I know the kids were brave, especially Peter, but also Jody when she left that island with nothing but a backpack on her back and their baby strapped to her front. With tears in her eyes, she left her home, her island, and her husband, not knowing if she would see them again.

My heart aches for all they lost, and for all their friends have lost. After spending so much time with them, living there on Tortola, I have come to appreciate that tiny part of the world more than ever. I also know they have the fortitude to keep pushing on. After all, it’s their stamina that has kept them on that tiny island, at times, with all the adversity one could imagine, complications that come from thin air, and ridiculously beautiful weather, all without reticulating a gigantic hurricane into the mix.

As for faith. I have all the faith they will need. I KNOW they will be okay and in the end, I am CERTAIN something amazing is coming their way.

 

How you can help:

Go to www.youcaring.com/wherethecoconutsgrow to help Peter, Jody, Brig and Betsy.

To see how they survived Hurricane Irma, go to Jody’s blog, www.wherethecoconutsgrow.com – she also has some pretty amazing photos after the hurricane and multiple other links to help survivors of Irma and Maria in the USVI, BVI, Puerto Rico, Florida, Texas and the wildfires in the US.

Baby Brig and his Daddy.

Can’t wait to return to my happy place!

 

from somewhere south: positive vibration

One of the most beautiful places on our planet, collectively, are the British Virgin Islands.
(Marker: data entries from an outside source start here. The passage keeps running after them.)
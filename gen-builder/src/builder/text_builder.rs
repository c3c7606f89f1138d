//! Indentation-aware text builder for generated source files.

use std::fmt;

use gentools_core::{BuilderConfig, LineEnding};

use super::{Indent, IndentGuard, body_lines};

/// Fluent API for building indented text.
///
/// Every mutating method returns `&mut Self`, so calls chain on a binding or
/// on a temporary. No operation fails: over-unindenting clamps at zero and a
/// zero indent width falls back to 4 spaces.
///
/// Raw appends ([`append`](Self::append), [`append_char`](Self::append_char))
/// write text verbatim, prefixed by the current indentation only when the
/// buffer sits at the start of a line. Line-oriented appends always write the
/// prefix.
///
/// # Example
///
/// ```
/// use gentools_builder::TextBuilder;
///
/// let mut builder = TextBuilder::new();
/// builder
///     .append_line("public class Foo {")
///     .indent_with(|b| {
///         b.append_line("public int Bar { get; set; }");
///     })
///     .append_line("}");
///
/// assert_eq!(
///     builder.to_text(),
///     "public class Foo {\n    public int Bar { get; set; }\n}\n"
/// );
/// ```
#[derive(Debug, Clone, Default)]
pub struct TextBuilder {
    buffer: String,
    depth: usize,
    indent: Indent,
    line_ending: LineEnding,
}

impl TextBuilder {
    /// Create an empty builder with 4-space indentation and `\n` line endings.
    pub fn new() -> Self {
        Self::default()
    }

    /// Create an empty builder with `width` spaces per level (0 means 4).
    pub fn with_width(width: usize) -> Self {
        Self::with_indent(Indent::spaces(width))
    }

    /// Create an empty builder with the given indentation.
    pub fn with_indent(indent: Indent) -> Self {
        Self {
            indent,
            ..Self::default()
        }
    }

    /// Create an empty builder from a loaded configuration.
    pub fn from_config(config: &BuilderConfig) -> Self {
        if config.uses_fallback_width() {
            log::warn!(
                "indent width {} is not positive, using {} spaces",
                config.indent_width,
                config.effective_indent_width()
            );
        } else if config.is_width_clamped() {
            log::warn!(
                "indent width {} is too large, using {} spaces",
                config.indent_width,
                config.effective_indent_width()
            );
        }
        Self::with_width(config.effective_indent_width()).with_line_ending(config.line_ending)
    }

    /// Use `line_ending` for every line terminator written from now on.
    pub fn with_line_ending(mut self, line_ending: LineEnding) -> Self {
        self.line_ending = line_ending;
        self
    }

    // =========================================================================
    // Raw appends
    // =========================================================================

    /// Append text verbatim.
    ///
    /// At the start of a line the current indent prefix is written first.
    /// Embedded line breaks are not re-indented.
    pub fn append(&mut self, text: &str) -> &mut Self {
        if let Some(first) = text.chars().next() {
            self.write_indent_before(first);
            self.buffer.push_str(text);
        }
        self
    }

    /// Append a single character, following the same rule as [`append`](Self::append).
    pub fn append_char(&mut self, c: char) -> &mut Self {
        self.write_indent_before(c);
        self.buffer.push(c);
        self
    }

    // =========================================================================
    // Line-oriented appends
    // =========================================================================

    /// Append a bare line terminator, without indentation.
    pub fn append_blank_line(&mut self) -> &mut Self {
        self.buffer.push_str(self.line_ending.as_str());
        self
    }

    /// Append the indent prefix, `text` and a line terminator.
    ///
    /// `text` is not split: embedded line breaks pass through unindented.
    /// Use [`append_body`](Self::append_body) for multi-line text.
    pub fn append_line(&mut self, text: &str) -> &mut Self {
        self.write_indent();
        self.buffer.push_str(text);
        self.buffer.push_str(self.line_ending.as_str());
        self
    }

    /// Append every physical line of `text` with its own indent prefix.
    ///
    /// Lines break on `\n`, `\r` and `\r\n`. Empty lines are kept, including
    /// the one after a trailing break and the single line of an empty input.
    pub fn append_body(&mut self, text: &str) -> &mut Self {
        for line in body_lines(text) {
            self.append_line(line);
        }
        self
    }

    // =========================================================================
    // Indentation
    // =========================================================================

    /// Increase the indent depth by one.
    pub fn indent(&mut self) -> &mut Self {
        self.depth += 1;
        self
    }

    /// Decrease the indent depth by one, stopping at zero.
    pub fn unindent(&mut self) -> &mut Self {
        self.depth = self.depth.saturating_sub(1);
        self
    }

    /// Indent one level until the returned guard is dropped.
    pub fn indented(&mut self) -> IndentGuard<'_> {
        let depth = self.depth + 1;
        IndentGuard::enter(self, depth)
    }

    /// Unindent one level (clamped at zero) until the returned guard is dropped.
    pub fn unindented(&mut self) -> IndentGuard<'_> {
        let depth = self.depth.saturating_sub(1);
        IndentGuard::enter(self, depth)
    }

    /// Run `f` one level deeper.
    ///
    /// The depth is restored afterwards, even if `f` leaves it unbalanced or panics.
    pub fn indent_with<F>(&mut self, f: F) -> &mut Self
    where
        F: FnOnce(&mut TextBuilder),
    {
        {
            let mut guard = self.indented();
            f(&mut *guard);
        }
        self
    }

    /// Fallible variant of [`indent_with`](Self::indent_with).
    ///
    /// The depth is restored before the error is returned.
    pub fn try_indent_with<F, E>(&mut self, f: F) -> Result<&mut Self, E>
    where
        F: FnOnce(&mut TextBuilder) -> Result<(), E>,
    {
        {
            let mut guard = self.indented();
            f(&mut *guard)?;
        }
        Ok(self)
    }

    /// Run `f` one level shallower (clamped at zero), then restore the depth.
    pub fn unindent_with<F>(&mut self, f: F) -> &mut Self
    where
        F: FnOnce(&mut TextBuilder),
    {
        {
            let mut guard = self.unindented();
            f(&mut *guard);
        }
        self
    }

    /// Append a line one level deeper than the current depth.
    pub fn append_line_indented(&mut self, text: &str) -> &mut Self {
        self.indent_with(|b| {
            b.append_line(text);
        })
    }

    /// Append a body one level deeper than the current depth.
    pub fn append_body_indented(&mut self, text: &str) -> &mut Self {
        self.indent_with(|b| {
            b.append_body(text);
        })
    }

    /// Append a line one level shallower than the current depth.
    pub fn unindent_line(&mut self, text: &str) -> &mut Self {
        self.unindent_with(|b| {
            b.append_line(text);
        })
    }

    // =========================================================================
    // Iteration
    // =========================================================================

    /// Call `f` for each item, in iteration order.
    pub fn for_each<I, F>(&mut self, items: I, mut f: F) -> &mut Self
    where
        I: IntoIterator,
        F: FnMut(&mut TextBuilder, I::Item),
    {
        for item in items {
            f(&mut *self, item);
        }
        self
    }

    /// Append each item as a line.
    pub fn for_each_append_line<I>(&mut self, items: I) -> &mut Self
    where
        I: IntoIterator,
        I::Item: AsRef<str>,
    {
        self.for_each(items, |b, item| {
            b.append_line(item.as_ref());
        })
    }

    /// Append each formatted item as a line.
    pub fn for_each_append_line_with<I, F, S>(&mut self, items: I, mut formatter: F) -> &mut Self
    where
        I: IntoIterator,
        F: FnMut(I::Item) -> S,
        S: AsRef<str>,
    {
        self.for_each(items, |b, item| {
            b.append_line(formatter(item).as_ref());
        })
    }

    /// Append each item as a line one level deeper.
    pub fn for_each_append_line_indented<I>(&mut self, items: I) -> &mut Self
    where
        I: IntoIterator,
        I::Item: AsRef<str>,
    {
        self.for_each(items, |b, item| {
            b.append_line_indented(item.as_ref());
        })
    }

    /// Append each formatted item as a line one level deeper.
    pub fn for_each_append_line_indented_with<I, F, S>(
        &mut self,
        items: I,
        mut formatter: F,
    ) -> &mut Self
    where
        I: IntoIterator,
        F: FnMut(I::Item) -> S,
        S: AsRef<str>,
    {
        self.for_each(items, |b, item| {
            b.append_line_indented(formatter(item).as_ref());
        })
    }

    /// Append each item as a body.
    pub fn for_each_append_body<I>(&mut self, items: I) -> &mut Self
    where
        I: IntoIterator,
        I::Item: AsRef<str>,
    {
        self.for_each(items, |b, item| {
            b.append_body(item.as_ref());
        })
    }

    /// Append each formatted item as a body.
    pub fn for_each_append_body_with<I, F, S>(&mut self, items: I, mut formatter: F) -> &mut Self
    where
        I: IntoIterator,
        F: FnMut(I::Item) -> S,
        S: AsRef<str>,
    {
        self.for_each(items, |b, item| {
            b.append_body(formatter(item).as_ref());
        })
    }

    // =========================================================================
    // Output
    // =========================================================================

    /// Snapshot of the text built so far.
    pub fn to_text(&self) -> String {
        self.buffer.clone()
    }

    /// Take the text built so far and [`clear`](Self::clear) the builder.
    pub fn to_text_and_clear(&mut self) -> String {
        let text = std::mem::take(&mut self.buffer);
        self.clear();
        text
    }

    /// Empty the buffer and reset the depth to zero. The indent width is kept.
    pub fn clear(&mut self) -> &mut Self {
        self.buffer.clear();
        self.depth = 0;
        self
    }

    /// Get a reference to the current buffer content.
    pub fn as_str(&self) -> &str {
        &self.buffer
    }

    /// Consume the builder and return the generated text.
    pub fn build(self) -> String {
        self.buffer
    }

    /// Whether nothing has been written since construction or the last clear.
    pub fn is_empty(&self) -> bool {
        self.buffer.is_empty()
    }

    /// Length of the buffer in bytes.
    pub fn len(&self) -> usize {
        self.buffer.len()
    }

    /// Get the current indentation level.
    pub fn indent_depth(&self) -> usize {
        self.depth
    }

    /// Spaces per indentation level.
    pub fn indent_width(&self) -> usize {
        self.indent.width()
    }

    /// Line terminator written by line-oriented appends.
    pub fn line_ending(&self) -> LineEnding {
        self.line_ending
    }

    pub(super) fn set_depth(&mut self, depth: usize) {
        self.depth = depth;
    }

    /// Write the indent prefix if `next` starts a new line.
    ///
    /// A `\n` right after a `\r` completes a `\r\n` terminator, so it is not
    /// a line start.
    fn write_indent_before(&mut self, next: char) {
        let at_line_start = match self.buffer.chars().next_back() {
            None | Some('\n') => true,
            Some('\r') => next != '\n',
            Some(_) => false,
        };
        if at_line_start {
            self.write_indent();
        }
    }

    fn write_indent(&mut self) {
        self.indent.write_prefix(self.depth, &mut self.buffer);
    }
}

impl fmt::Write for TextBuilder {
    fn write_str(&mut self, s: &str) -> fmt::Result {
        self.append(s);
        Ok(())
    }

    fn write_char(&mut self, c: char) -> fmt::Result {
        self.append_char(c);
        Ok(())
    }
}

impl fmt::Display for TextBuilder {
    fn fmt(&self, f: &mut fmt::Formatter<'_>) -> fmt::Result {
        f.write_str(&self.buffer)
    }
}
While I hate to admit this outright, (too many people come here already), it warrants mention. This place gives my soul peace. These islands host a positive reverberation which heals my soul from the fast paced, crazy world we live in. This vibration is restorative, happy, soulful. It may be the sun, the sand, the sea air, and quite possibly all of these things. I can’t be sure. I just know the vibe is of peace and that I am lucky enough to absorb a little from time to time.
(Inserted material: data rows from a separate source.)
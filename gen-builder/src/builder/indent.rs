//! Indentation configuration for generated text.

use gentools_core::DEFAULT_INDENT_WIDTH;

/// Space-based indentation with a fixed width per level.
#[derive(Debug, Clone, Copy, PartialEq, Eq)]
pub struct Indent {
    width: usize,
}

impl Indent {
    /// 4-space indentation (C#, Rust).
    pub const CSHARP: Self = Self {
        width: DEFAULT_INDENT_WIDTH,
    };

    /// Indentation of `width` spaces per level.
    ///
    /// A width of zero falls back to 4 spaces.
    pub fn spaces(width: usize) -> Self {
        if width == 0 {
            Self::CSHARP
        } else {
            Self { width }
        }
    }

    /// Number of spaces per level.
    pub fn width(&self) -> usize {
        self.width
    }

    /// Number of spaces for `depth` levels, saturating at `usize::MAX`.
    pub fn columns(&self, depth: usize) -> usize {
        self.width.saturating_mul(depth)
    }

    pub(crate) fn write_prefix(&self, depth: usize, buffer: &mut String) {
        buffer.extend(std::iter::repeat_n(' ', self.columns(depth)));
    }
}

impl Default for Indent {
    fn default() -> Self {
        Self::CSHARP
    }
}

#[cfg(test)]
mod tests {
    use super::*;

    #[test]
    fn test_spaces() {
        assert_eq!(Indent::spaces(2).width(), 2);
        assert_eq!(Indent::spaces(8).width(), 8);
    }

    #[test]
    fn test_zero_width_falls_back() {
        assert_eq!(Indent::spaces(0), Indent::CSHARP);
        assert_eq!(Indent::spaces(0).width(), 4);
    }

    #[test]
    fn test_columns() {
        assert_eq!(Indent::spaces(2).columns(0), 0);
        assert_eq!(Indent::spaces(2).columns(3), 6);
        assert_eq!(Indent::CSHARP.columns(1), 4);
    }

    #[test]
    fn test_columns_saturate() {
        assert_eq!(Indent::spaces(usize::MAX).columns(3), usize::MAX);
    }

    #[test]
    fn test_write_prefix_appends() {
        let mut buffer = String::from("x");
        Indent::spaces(2).write_prefix(2, &mut buffer);
        assert_eq!(buffer, "x    ");
    }

    #[test]
    fn test_default() {
        assert_eq!(Indent::default(), Indent::CSHARP);
    }
}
I recently stopped working. This was a difficult decision, in that my work family was (is) one in a million, so to speak. Multiple sclerosis played a gigantic role. I don’t like to give power to it by acknowledging that it’s getting worse, but in reality, some aspects of this disease are definitely getting worse; causing problems for me where problems did not exist before. Five years ago I loved going to work, in fact it was a way to “get away” from stress going on at home. Somehow in the last couple years, the stress seems to be reversed. I long to be in the islands for the mere serenity much more so than I ever did before.

Josiah’s Beach

I can’t put into words the feeling. The symptoms of this disease HAVE become worse though, with the kind of ferocity someone with MS doesn’t like to discuss. I have to put myself before anything else right now, and that is something I have NEVER done. With nothing to do on the day above, but sit on the beach and watch the waves and the surfers, I did exactly that, somewhere south. I like the ambiguity of that. I like how I felt that day and what I didn’t feel.
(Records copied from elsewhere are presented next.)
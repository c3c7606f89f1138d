//! Pop and peek helpers for stacks that may hold empty slots.

/// `try_pop`/`try_peek` for a stack whose slots are optional.
///
/// Both operations report `None` for an empty stack and for an empty top slot,
/// so callers only have to handle one case.
///
/// # Example
///
/// ```
/// use gentools_core::NullableStack;
///
/// let mut stack = vec![None, Some(10)];
/// assert_eq!(stack.try_peek_some(), Some(&10));
/// assert_eq!(stack.try_pop_some(), Some(10));
/// assert_eq!(stack.try_pop_some(), None);
/// assert!(stack.is_empty());
/// ```
pub trait NullableStack<T> {
    /// Remove the top slot and return its value.
    ///
    /// An empty top slot is still removed.
    fn try_pop_some(&mut self) -> Option<T>;

    /// Borrow the value in the top slot without removing it.
    fn try_peek_some(&self) -> Option<&T>;
}

impl<T> NullableStack<T> for Vec<Option<T>> {
    fn try_pop_some(&mut self) -> Option<T> {
        self.pop().flatten()
    }

    fn try_peek_some(&self) -> Option<&T> {
        self.last().and_then(Option::as_ref)
    }
}
//! Creates the chart of accounts for the accounting fixture

use pgstep::migration::{Collection, Step};
use pgstep::SqlExecutor;

pub fn register(collection: &mut Collection) {
    collection.must_register(Step::tx(|tx| {
        // Hierarchical structure for organizing accounts
        tx.execute(
            r#"
            CREATE TABLE chart_of_accounts (
                id BIGSERIAL PRIMARY KEY,
                code VARCHAR(50) NOT NULL UNIQUE,
                name VARCHAR(255) NOT NULL,
                account_type VARCHAR(50) NOT NULL,
                parent_id BIGINT REFERENCES chart_of_accounts(id) ON DELETE SET NULL,
                level INTEGER NOT NULL DEFAULT 0,
                is_active BOOLEAN NOT NULL DEFAULT true,
                created_at TIMESTAMP NOT NULL DEFAULT CURRENT_TIMESTAMP
            )
            "#,
            &[],
        )?;
        tx.execute(
            "CREATE INDEX idx_chart_of_accounts_parent_id ON chart_of_accounts(parent_id)",
            &[],
        )?;
        Ok(())
    }));
}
Of course we all have to work. We work until the government says we don’t have to anymore, until we get Social Security. We work every day until we can stop. No one ever said on his deathbed, “Damn, I wish I had worked just one more day.” I have worked all I can. My feet are now numb, and I have a very difficult time walking. My arms and hands are numb, so symmetrically in fact, I find it hard to remember what it felt like to ‘feel.’ Word finding is difficult when in the midst of a conversation, and remembering simple directions causes stress and anxiety. Fatigue is generally what commences when I wake up in the morning, and it gets more intense as the day wanes. It’s definitely painful to admit this to myself, let alone anyone reading this.

I do miss the girls at Madrona Dermatology and am grateful for the opportunity I was given to be a part of such an amazing team. My love to Sarah Dick, MD, without whom I wouldn’t be who I am today. Sarah, you inspired me to be better and love more. You are truly an angel in disguise. I thank you for everything you have done for me! My dear dermatology friends who will always be in my heart. I love you all.

I am not sure how this whole “not working” thing will ‘work’ out, but I have to try to help myself not get any worse. MS is not a death sentence but it is very difficult to live with. Surviving as well as I have for as long as I have is incredible to me; I don’t feel great but it could be worse. By making peace and happiness a priority, hopefully there won’t be as much stress, as many exacerbations, or progression of this disease. I strive to be positive in my daily endeavors and know I could not be where I am if it weren’t for the love and support of my husband. I am blessed beyond words – even with MS.

waves of change, oceans of opportunity….

The ocean is truly a soulful matter to me. The sound of the waves lapping at a boat hull, or rolling up onto the shore is tranquil in and of itself. Metaphorically, waves of emotion, often have the power to tear apart our lives when least expected. Change can seem inflexible and unyielding. Oftentimes, there is opportunity in the vortex that seems to envelope our lives, but it can be difficult to recognize, especially if drowning.

I am speaking of the epidemic of drugs, alcohol and addiction in those we love. Everyone is touched somehow, some way by this nefarious beast. It has many heads and tells many slanderous tales. It takes our loved ones from us. Make no mistake, the game is not one regarding captivity. The final goal is annihilation. I speak from past experience, having seen a family member taken because of addiction. I also have friends who have survived a loved one being taken from them.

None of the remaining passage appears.